MATERIAL PROVIDED Start Marker
#[cfg(test)]
mod tests {
    use super::*;
    use crate::analyzer::tokenize;
    use crate::index::{SegmentBuilder, StoredSegment};
    use crate::indexer::{index, Indexer};
    use crate::types::{DocumentRecord, Timestamp};
    use std::fs;
    use std::path::PathBuf;
    use tempfile::TempDir;

    fn reader(docs: &[(&str, &str, &str)]) -> IndexReader {
        let mut builder = SegmentBuilder::new();
        for (name, modified, content) in docs {
            let ts = Timestamp::parse(modified).unwrap();
            builder.add_document(DocumentRecord::new(*name, ts.clone(), ts), &tokenize(content));
        }
        let segment: StoredSegment = builder.finish();
        IndexReader::from_segments(1, vec![(PathBuf::from("/notes"), segment)])
    }

    fn names(reader: &IndexReader, ranked: &[(DocId, f32)]) -> Vec<String> {
        ranked
            .iter()
            .map(|(doc, _)| reader.document(*doc).unwrap().file_name.clone())
            .collect()
    }

    fn run(reader: &IndexReader, query: &str) -> Vec<String> {
        names(reader, &execute(&query::parse(query).unwrap(), reader, 100))
    }

    const TS: &str = "20240101120000";

    #[test]
    fn test_term_frequency_ranks_higher() {
        let r = reader(&[
            ("once.md", TS, "budget meeting"),
            ("thrice.md", TS, "budget budget budget"),
            ("none.md", TS, "holiday plans"),
        ]);
        assert_eq!(run(&r, "budget"), vec!["thrice.md", "once.md"]);
    }

    #[test]
    fn test_rare_terms_weigh_more() {
        let r = reader(&[
            ("a.md", TS, "common"),
            ("b.md", TS, "common rare"),
            ("c.md", TS, "common"),
        ]);
        let ranked = execute(&query::parse("common rare").unwrap(), &r, 10);
        assert_eq!(names(&r, &ranked)[0], "b.md");
        assert!(ranked.iter().all(|(_, score)| *score > 0.0));
    }

    #[test]
    fn test_term_in_every_document_scores_positive() {
        let r = reader(&[("a.md", TS, "friday"), ("b.md", TS, "friday")]);
        let ranked = execute(&query::parse("friday").unwrap(), &r, 10);
        assert_eq!(ranked.len(), 2);
        assert!(ranked.iter().all(|(_, score)| *score > 0.0));
    }

    #[test]
    fn test_phrase_requires_contiguous_positions() {
        let r = reader(&[
            ("a.md", TS, "the quarterly report is due"),
            ("b.md", TS, "report on the quarterly numbers"),
        ]);
        assert_eq!(run(&r, "\"quarterly report\""), vec!["a.md"]);
        assert_eq!(run(&r, "\"report quarterly\""), Vec::<String>::new());
    }

    #[test]
    fn test_phrase_counts_occurrences() {
        let r = reader(&[
            ("twice.md", TS, "to be or not to be"),
            ("once.md", TS, "to be continued"),
        ]);
        let ranked = execute(&query::parse("\"to be\"").unwrap(), &r, 10);
        assert_eq!(names(&r, &ranked), vec!["twice.md", "once.md"]);
        assert!(ranked[0].1 > ranked[1].1);
    }

    #[test]
    fn test_boolean_operators() {
        let r = reader(&[
            ("a.md", TS, "alpha beta"),
            ("b.md", TS, "alpha"),
            ("c.md", TS, "beta gamma"),
        ]);
        assert_eq!(run(&r, "alpha AND beta"), vec!["a.md"]);
        assert_eq!(run(&r, "alpha NOT beta"), vec!["b.md"]);

        let mut either = run(&r, "alpha OR gamma");
        either.sort();
        assert_eq!(either, vec!["a.md", "b.md", "c.md"]);

        assert_eq!(run(&r, "NOT alpha"), vec!["c.md"]);
        assert_eq!(run(&r, "(alpha OR gamma) AND beta").len(), 2);
    }

    #[test]
    fn test_pure_negation_scores_zero() {
        let r = reader(&[("a.md", TS, "alpha"), ("b.md", TS, "beta")]);
        let ranked = execute(&query::parse("NOT alpha").unwrap(), &r, 10);
        assert_eq!(ranked.len(), 1);
        assert_eq!(ranked[0].1, 0.0);
    }

    #[test]
    fn test_filename_field() {
        let r = reader(&[
            ("Standup.md", TS, "notes"),
            ("standup-2.md", TS, "notes"),
            ("other.md", TS, "notes"),
        ]);
        assert_eq!(run(&r, "filename:standup"), vec!["Standup.md"]);
        assert_eq!(run(&r, "filename:standup.md"), vec!["Standup.md"]);
        assert_eq!(run(&r, "notes AND filename:other"), vec!["other.md"]);
    }

    #[test]
    fn test_ties_break_on_modified_then_name() {
        let r = reader(&[
            ("b.md", "20240101120000", "friday"),
            ("a.md", "20240101120000", "friday"),
            ("c.md", "20240301120000", "friday"),
        ]);
        assert_eq!(run(&r, "friday"), vec!["c.md", "a.md", "b.md"]);
    }

    #[test]
    fn test_truncation_after_ranking() {
        let r = reader(&[
            ("a.md", TS, "note"),
            ("b.md", TS, "note note"),
            ("c.md", TS, "note note note"),
            ("d.md", TS, "note note note note"),
        ]);
        let query = query::parse("note").unwrap();
        let full = execute(&query, &r, 100);

        assert!(execute(&query, &r, 0).is_empty());
        for k in 1..=5 {
            let top = execute(&query, &r, k);
            assert_eq!(top.len(), k.min(full.len()));
            assert_eq!(top[..], full[..top.len()]);
        }
        assert_eq!(names(&r, &full)[0], "d.md");
    }

    #[test]
    fn test_unknown_term_matches_nothing() {
        let r = reader(&[("a.md", TS, "alpha")]);
        assert!(run(&r, "missing").is_empty());
        assert!(run(&r, "\"alpha missing\"").is_empty());
    }

    fn notes(files: &[(&str, &str)]) -> TempDir {
        let dir = TempDir::new().unwrap();
        for (name, content) in files {
            fs::write(dir.path().join(name), content).unwrap();
        }
        dir
    }

    fn friday_notes() -> TempDir {
        notes(&[
            ("a.md", "the quarterly report is due Friday"),
            ("b.md", "Friday standup notes"),
        ])
    }

    #[test]
    fn test_end_to_end_friday() {
        let notes = friday_notes();
        let index_dir = TempDir::new().unwrap();
        assert_eq!(index(notes.path(), index_dir.path()).unwrap(), 2);

        let mut hits: Vec<String> = search("Friday", index_dir.path(), 20)
            .unwrap()
            .into_iter()
            .map(|h| h.file_name)
            .collect();
        hits.sort();
        assert_eq!(hits, vec!["a.md", "b.md"]);

        let phrase = search("\"quarterly report\"", index_dir.path(), 20).unwrap();
        assert_eq!(phrase.len(), 1);
        assert_eq!(phrase[0].file_name, "a.md");
        assert!(phrase[0].score > 0.0);
        assert_eq!(phrase[0].excerpt, "the **quarterly report** is due Friday");
        assert_eq!(phrase[0].line_number, Some(1));
    }

    #[test]
    fn test_rebuild_is_deterministic() {
        let notes = notes(&[
            ("a.md", "alpha beta gamma\nalpha again"),
            ("b.md", "beta only"),
            ("c.md", "gamma alpha"),
            ("d.md", "unrelated"),
        ]);
        let index_dir = TempDir::new().unwrap();

        let summary = |hits: Vec<SearchHit>| -> Vec<(String, String)> {
            hits.into_iter().map(|h| (h.file_name, h.excerpt)).collect()
        };

        index(notes.path(), index_dir.path()).unwrap();
        let first = summary(search("alpha OR beta", index_dir.path(), 20).unwrap());
        index(notes.path(), index_dir.path()).unwrap();
        let second = summary(search("alpha OR beta", index_dir.path(), 20).unwrap());

        assert_eq!(first.len(), 3);
        assert_eq!(first, second);
    }

    #[test]
    fn test_deleted_note_keeps_hit() {
        let notes = friday_notes();
        let index_dir = TempDir::new().unwrap();
        index(notes.path(), index_dir.path()).unwrap();
        fs::remove_file(notes.path().join("b.md")).unwrap();

        let hits = search("standup", index_dir.path(), 20).unwrap();
        assert_eq!(hits.len(), 1);
        assert_eq!(hits[0].file_name, "b.md");
        assert!(hits[0].excerpt.is_empty());
        assert_eq!(hits[0].line_number, None);
    }

    #[test]
    fn test_edited_note_falls_back_to_literal_scan() {
        let notes = notes(&[("a.md", "stand here")]);
        let index_dir = TempDir::new().unwrap();
        index(notes.path(), index_dir.path()).unwrap();

        fs::write(notes.path().join("a.md"), "standing room only").unwrap();
        let hits = search("stand", index_dir.path(), 20).unwrap();
        assert_eq!(hits.len(), 1);
        assert_eq!(hits[0].excerpt, "**stand**ing room only");
        assert_eq!(hits[0].line_number, Some(1));

        fs::write(notes.path().join("a.md"), "moved to monday").unwrap();
        let hits = search("stand", index_dir.path(), 20).unwrap();
        assert_eq!(hits.len(), 1);
        assert!(hits[0].excerpt.is_empty());
    }

    #[test]
    fn test_searcher_sees_new_commit() {
        let notes = friday_notes();
        let index_dir = TempDir::new().unwrap();
        index(notes.path(), index_dir.path()).unwrap();

        let searcher = Searcher::new(index_dir.path());
        assert_eq!(searcher.search("friday", 20).unwrap().len(), 2);
        let before = searcher.reader().unwrap();
        assert!(Arc::ptr_eq(&before, &searcher.reader().unwrap()));

        fs::write(notes.path().join("c.md"), "friday retro").unwrap();
        index(notes.path(), index_dir.path()).unwrap();

        assert_eq!(searcher.search("friday", 20).unwrap().len(), 3);
        assert_eq!(before.num_docs(), 2);
    }

    #[test]
    fn test_search_errors() {
        let index_dir = TempDir::new().unwrap();
        let missing = index_dir.path().join("missing");

        assert!(matches!(
            search("friday", &missing, 20),
            Err(JotError::IndexNotFound { .. })
        ));
        assert!(matches!(
            search("friday", index_dir.path(), 20),
            Err(JotError::IndexNotCommitted { .. })
        ));
        assert!(matches!(
            search("\"unterminated", index_dir.path(), 20),
            Err(JotError::QuerySyntax { .. })
        ));
    }

    #[test]
    fn test_long_bare_word_query() {
        let notes = friday_notes();
        let index_dir = TempDir::new().unwrap();
        index(notes.path(), index_dir.path()).unwrap();

        let mut words: Vec<String> = (0..20_000).map(|i| format!("w{}", i)).collect();
        words.push("friday".to_string());
        let hits = search(&words.join(" "), index_dir.path(), 20).unwrap();
        assert_eq!(hits.len(), 2);

        let long_and = vec!["friday"; 5_000].join(" AND ");
        assert_eq!(search(&long_and, index_dir.path(), 20).unwrap().len(), 2);
    }

    #[test]
    fn test_excerpts_follow_note_pattern() {
        let notes = notes(&[("a.txt", "friday plans")]);
        let index_dir = TempDir::new().unwrap();
        let source = FolderSource::new(notes.path(), "*.txt").unwrap();
        Indexer::new(IndexStore::new(index_dir.path()))
            .rebuild(&source)
            .unwrap();

        let hits = Searcher::new(index_dir.path()).search("friday", 20).unwrap();
        assert_eq!(hits.len(), 1);
        assert!(hits[0].excerpt.is_empty());

        let hits = Searcher::new(index_dir.path())
            .with_document_pattern("*.txt")
            .search("friday", 20)
            .unwrap();
        assert_eq!(hits[0].excerpt, "**friday** plans");
    }

    struct MemorySource {
        root: PathBuf,
    }

    impl DocumentSource for MemorySource {
        fn root(&self) -> &Path {
            &self.root
        }

        fn list_documents(&self) -> Result<Vec<crate::source::SourceDocument>> {
            Ok(Vec::new())
        }

        fn read_document(&self, file_name: &str) -> Result<String> {
            Ok(format!("{} kept in memory: standup", file_name))
        }
    }

    #[test]
    fn test_source_opener_reads_excerpts() {
        let notes = friday_notes();
        let index_dir = TempDir::new().unwrap();
        index(notes.path(), index_dir.path()).unwrap();

        let searcher = Searcher::new(index_dir.path()).with_source_opener(|root| {
            let source: Box<dyn DocumentSource> = Box::new(MemorySource {
                root: root.to_path_buf(),
            });
            Ok(source)
        });
        let hits = searcher.search("standup", 20).unwrap();
        assert_eq!(hits.len(), 1);
        assert_eq!(hits[0].excerpt, "b.md kept in memory: **standup**");
    }

    #[test]
    fn test_custom_markers_and_length() {
        let notes = friday_notes();
        let index_dir = TempDir::new().unwrap();
        index(notes.path(), index_dir.path()).unwrap();

        let searcher = Searcher::new(index_dir.path())
            .with_highlighter(Highlighter::new("<b>", "</b>"))
            .with_excerpt_length(200);
        let hits = searcher.search("standup", 20).unwrap();
        assert_eq!(hits[0].excerpt, "Friday <b>standup</b> notes");
    }
}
MATERIAL PROVIDED End Marker
TASK BRIEF: Go through the listing above line by line and say how many lines hold the word "write". Reply with that number only.

EXERCISE RESULT: 4